Article 23, § 2, of the collective bargaining agreement sets forth the grievance procedure to be followed: "STAGE 1. (INFORMAL) — [T]he employee and a [union] representative (if the employee so desires) shall discuss the grievance informally with the school official serving as the employee's immediate administrative superior.
"While the aforementioned discussion is mandatory, it shall have no effect on the running of the time limit of thirty (30) school days set forth in Stage 2, Level 1, below, within which a written grievance must be submitted to the employee's immediate administrative superior. Therefore, in the event it becomes apparent to the employee that the aforementioned discussion will not be held or completed within said thirty (30) day period, it is incumbent upon the employee to submit the written grievance to his immediate administrative superior in accordance with the provisions of Stage 2, Level 1, below.
"STAGE 2. (FORMAL)
"LEVEL 1. In the event a grievance is not satisfactorily resolved as a result of the informal discussion held pursuant to Stage 1 above, the employee shall reduce the grievance to writing, setting forth a statement as to the grounds for the grievance and the Article and Section of this Agreement alleged to have been violated, and shall, within thirty (30) school days after the occurrence giving rise to the grievance, submit the written grievance to his immediate administrative superior. The immediate administrative superior may request another meeting to discuss the grievance with the employee and a [union] representative, which they must attend, but in any event must answer the grievance in writing with copies to the employee and the [union] within five (5) school days following receipt of the written grievance.
"LEVEL 2. In the event the grievance is not satisfactorily resolved as a result of the submission required by Level 1 above, the employee, by himself or through the [union], may appeal the decision rendered on the grievance by his immediate administrative superior to the Superintendent provided said appeal is received by the Superintendent within five (5) school days following the date upon which the employee's immediate administrative superior answered the grievance. Within five (5) school days following timely receipt of an appeal filed pursuant to this Level 2, the Superintendent and/or his representative shall meet with the employee, a [union] representative, and witnesses, if any, for the employee and/or the Board, for the purpose of hearing the appeal and shall within seven (7) school days following the date upon which said meeting is held, render his decision in writing, sending copies to the employee and the [union].
"LEVEL 3. In the event the grievance is not satisfactorily resolved as a result of the decision rendered by the Superintendent in Level 2 above, the employee, by himself or through the [union], may appeal said decision to the Board, provided said appeal shall be filed with the Clerk of the Board in writing, setting forth the basis for the appeal, within five (5) school days following the receipt of the Superintendent's decision. Within twenty four (24) school days after receipt of a timely appeal made pursuant to this Level 3, the Board shall cause a hearing to be held with the employee, the [union], and witnesses, if any, for the employee and/or the Board, with respect to said appeal and shall, within five (5) school days following [the] hearing, render a decision in writing with copies to the employee and the [union].
"LEVEL 4. In the event the grievance is not resolved as a result of the procedures of Level 3 above, the [union] may submit the grievance to binding arbitration in accordance with the Voluntary Rules of Labor Arbitration of the American Arbitration Association and subject to the limitations of Statute, including the Connecticut Arbitration Statutes; provided that the grievance is submitted to the AAA in writing by registered mail, return receipt requested and postage prepaid, no later than ten (10) school days following the receipt of the Board's decision pursuant to Level 3 above or the expiration of the time limits for making such decision, whichever shall occur first. Copies of the Demand for Arbitration sent to the AAA must also be sent to the Superintendent and to the Board.
"Fees and expenses of the Arbitrator shall be borne equally by both parties."

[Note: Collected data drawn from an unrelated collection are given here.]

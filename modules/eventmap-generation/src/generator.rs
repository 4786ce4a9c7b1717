use std::collections::BTreeSet;

use anyhow::Result;
use async_trait::async_trait;
use chrono::{DateTime, NaiveDateTime, Utc};
use schemars::JsonSchema;
use serde::{Deserialize, Serialize};
use tracing::{info, warn};
use uuid::Uuid;

use eventmap_common::{Event, EventSource, GeoPoint, UserProfile, ViewportGeometry};

use crate::claude::Claude;
use crate::traits::{EventGenerator, GenerationRequest};

/// What the LLM returns for each proposed event.
#[derive(Debug, Clone, Serialize, Deserialize, JsonSchema)]
pub struct EventDraft {
    /// Short, specific event title (e.g. "Sunset Salsa at Minnehaha Falls")
    pub title: String,
    /// One or two sentences describing what happens and who it is for
    pub description: String,
    /// ISO 8601 start date-time, in the future
    pub starts_at: String,
    /// Latitude of the venue, inside the requested area
    pub latitude: f64,
    /// Longitude of the venue, inside the requested area
    pub longitude: f64,
    /// Human-readable venue or place name
    pub location_name: Option<String>,
    /// 1-4 lowercase-with-hyphens tags (e.g. "live-music", "outdoors")
    #[serde(default)]
    pub tags: Vec<String>,
}

/// The full generation response from the LLM.
#[derive(Debug, Clone, Serialize, Deserialize, JsonSchema)]
pub struct GenerationResponse {
    #[serde(default, deserialize_with = "deserialize_events")]
    pub events: Vec<EventDraft>,
}

/// Handle the LLM returning events as either a JSON array or a stringified JSON array.
fn deserialize_events<'de, D>(deserializer: D) -> std::result::Result<Vec<EventDraft>, D::Error>
where
    D: serde::Deserializer<'de>,
{
    use serde::de;
    let value = serde_json::Value::deserialize(deserializer)?;
    match value {
        serde_json::Value::Array(_) => serde_json::from_value(value).map_err(de::Error::custom),
        serde_json::Value::String(ref s) => serde_json::from_str(s).map_err(de::Error::custom),
        serde_json::Value::Null => Ok(Vec::new()),
        _ => Err(de::Error::custom("events must be an array or JSON string")),
    }
}

/// `EventGenerator` backed by Claude structured output.
pub struct ClaudeEventGenerator {
    claude: Claude,
}

impl ClaudeEventGenerator {
    pub fn new(anthropic_api_key: &str, model: &str) -> Self {
        Self {
            claude: Claude::new(anthropic_api_key, model),
        }
    }

    pub fn with_client(claude: Claude) -> Self {
        Self { claude }
    }
}

#[async_trait]
impl EventGenerator for ClaudeEventGenerator {
    async fn generate_events(&self, request: &GenerationRequest) -> Result<Vec<Event>> {
        let now = Utc::now();
        let system = build_system_prompt(&request.viewport, request.hint_count, now);
        let user = build_user_prompt(&request.profile);

        let response: GenerationResponse = self.claude.extract(system, user).await?;
        let proposed = response.events.len();
        let events = drafts_to_events(response.events, request.hint_count as usize);

        info!(
            model = self.claude.model(),
            proposed,
            kept = events.len(),
            "Claude event generation complete"
        );
        Ok(events)
    }
}

// ---------------------------------------------------------------------------
// Prompts
// ---------------------------------------------------------------------------

pub fn build_system_prompt(viewport: &ViewportGeometry, count: u32, now: DateTime<Utc>) -> String {
    format!(
        "You suggest plausible local events for a social event-discovery map.\n\
         \n\
         Propose at most {count} events located within {radius:.2} km of \
         latitude {lat:.5}, longitude {lng:.5}.\n\
         Today is {today}. Every event must start after today and within the next 14 days.\n\
         \n\
         Rules:\n\
         - Use real-sounding venues appropriate for the area (parks, cafes, community centers).\n\
         - Keep events at least a few hundred meters apart.\n\
         - Titles are short and specific. Descriptions are one or two sentences.\n\
         - Tags are lowercase-with-hyphens slugs.\n\
         - Return an empty list rather than inventing events outside the area.",
        radius = viewport.radius_km,
        lat = viewport.center_lat,
        lng = viewport.center_lng,
        today = now.format("%Y-%m-%d"),
    )
}

pub fn build_user_prompt(profile: &UserProfile) -> String {
    let interests = if profile.interests.is_empty() {
        "no stated interests; pick broadly appealing events".to_string()
    } else {
        profile
            .interests
            .iter()
            .map(String::as_str)
            .collect::<Vec<_>>()
            .join(", ")
    };

    format!(
        "Suggest events for {name}. Their interests: {interests}.",
        name = profile.display_name,
    )
}

// ---------------------------------------------------------------------------
// Response conversion
// ---------------------------------------------------------------------------

/// Convert drafts to candidate events, dropping unusable entries and keeping
/// at most `limit`. Each candidate gets a provisional id.
pub fn drafts_to_events(drafts: Vec<EventDraft>, limit: usize) -> Vec<Event> {
    drafts
        .into_iter()
        .filter_map(|draft| match draft_to_event(&draft) {
            Some(event) => Some(event),
            None => {
                warn!(title = draft.title.as_str(), "Dropping malformed generated event");
                None
            }
        })
        .take(limit)
        .collect()
}

fn draft_to_event(draft: &EventDraft) -> Option<Event> {
    let title = draft.title.trim();
    if title.is_empty() {
        return None;
    }

    let location = GeoPoint::new(draft.latitude, draft.longitude);
    if !location.is_valid() {
        return None;
    }

    let starts_at = parse_start(&draft.starts_at)?;

    Some(Event {
        id: Uuid::new_v4(),
        title: title.to_string(),
        description: draft.description.trim().to_string(),
        starts_at,
        tags: normalize_tags(&draft.tags),
        location,
        location_name: draft
            .location_name
            .as_deref()
            .map(str::trim)
            .filter(|n| !n.is_empty())
            .map(str::to_string),
        source: EventSource::AiGenerated,
    })
}

/// RFC 3339, or a naive `YYYY-MM-DDTHH:MM[:SS]` read as UTC.
fn parse_start(raw: &str) -> Option<DateTime<Utc>> {
    let raw = raw.trim();
    if let Ok(dt) = DateTime::parse_from_rfc3339(raw) {
        return Some(dt.with_timezone(&Utc));
    }
    ["%Y-%m-%dT%H:%M:%S", "%Y-%m-%dT%H:%M", "%Y-%m-%d %H:%M:%S", "%Y-%m-%d %H:%M"]
        .iter()
        .find_map(|fmt| NaiveDateTime::parse_from_str(raw, fmt).ok())
        .map(|naive| naive.and_utc())
}

fn normalize_tags(tags: &[String]) -> BTreeSet<String> {
    tags.iter()
        .map(|t| t.trim().to_lowercase().split_whitespace().collect::<Vec<_>>().join("-"))
        .filter(|t| !t.is_empty())
        .collect()
}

The parties draw different inferences from this administrative record. The union argues that, despite the administrative finding, grievance sessions must be entirely closed because they constitute contract negotiations that, pursuant to § 1-18a (b), are exempt from the open meeting requirement. The individual complainants and the newspaper argue that, despite the administrative evidence regarding the effect of grievance settlements on the interpretation of the collective bargaining agreement, grievance sessions must be entirely open because their agenda is unrelated to negotiations or strategy with respect to collective bargaining. The commission, in its brief, and more clearly at oral argument, has taken an intermediate position. It argues that, under §§ 1-18a(b) and 1-21, the public is guaranteed access to the evidentiary portions of a grievance hearing, but not to those portions of the hearing wherein the parties discuss remedies and settlements. We agree with the commission.

Without citation to supporting evidence in the record, these parties assert that "[a]t no step in this grievance adjustment process was the collective bargaining agreement subject to `reopening' for future negotiation of the terms or conditions specified in that agreement." Cronan testified, to the contrary, that memoranda of understanding about a collective bargaining agreement may become attached to an existing contract or become part of the next contract.

As the commission urges, we hold that § 1-18a (b) must be construed to contemplate a bifurcated grievance hearing. Grievance hearings are meetings that must be open to the public during the presentation of evidence regarding the underlying facts allegedly giving rise to the grievance, but they may be closed to the public, in the absence of a waiver, during negotiations regarding appropriate remedies or settlements. Such a construction of § 1-18a (b) invokes, by analogy, the parallel provisions of § 1-18a (e)(2), pursuant to which a public agency may adjourn a meeting to go into executive session for "strategy and negotiations with respect to pending claims or pending litigation to which the public agency . . . is a party." Indeed, in similar circumstances arising under § 1-18a (e)(1), we have expressly required a public hearing during the evidentiary portions of hearings held to evaluate the job performance of a public employee, while at the same time recognizing that the public agency may deliberate in private about the conclusions to be drawn from such evidence. Board of Police Commissioners v. Freedom of Information Commission, 192 Conn. 183, 190, 470 A.2d 1209 (1984) (Freedom of Information Act must be construed to mandate that "hearing" portion of administrative proceeding be open to public). The same logic applies here.

General Statutes § 1-18a (e)(2) provides in relevant part: "`Executive sessions' means a meeting of a public agency at which the public is excluded for [purposes of] . . . strategy and negotiations with respect to pending claims or pending litigation to which the public agency or a member thereof, because of his conduct as a member of such agency, is a party until such litigation or claim has been finally adjudicated or otherwise settled . . . ."

General Statutes § 1-18a (e)(1) provides in relevant part: "`Executive sessions' means a meeting of a public agency at which the public is excluded for [purposes of] . . . [d]iscussion concerning the appointment, employment, performance, evaluation, health or dismissal of a public officer or employee . . . ."

Although the scope of the administrative order at issue in this case is not free from ambiguity, a fair reading of that order indicates that the union and the board, in future grievance proceedings, must comply with the requirements of § 1-21 by providing notice and by allowing public access with respect to those portions of the hearing that involve "receiving testimony and evidence from witnesses." As we have construed the statute, that order was appropriate and should have been upheld.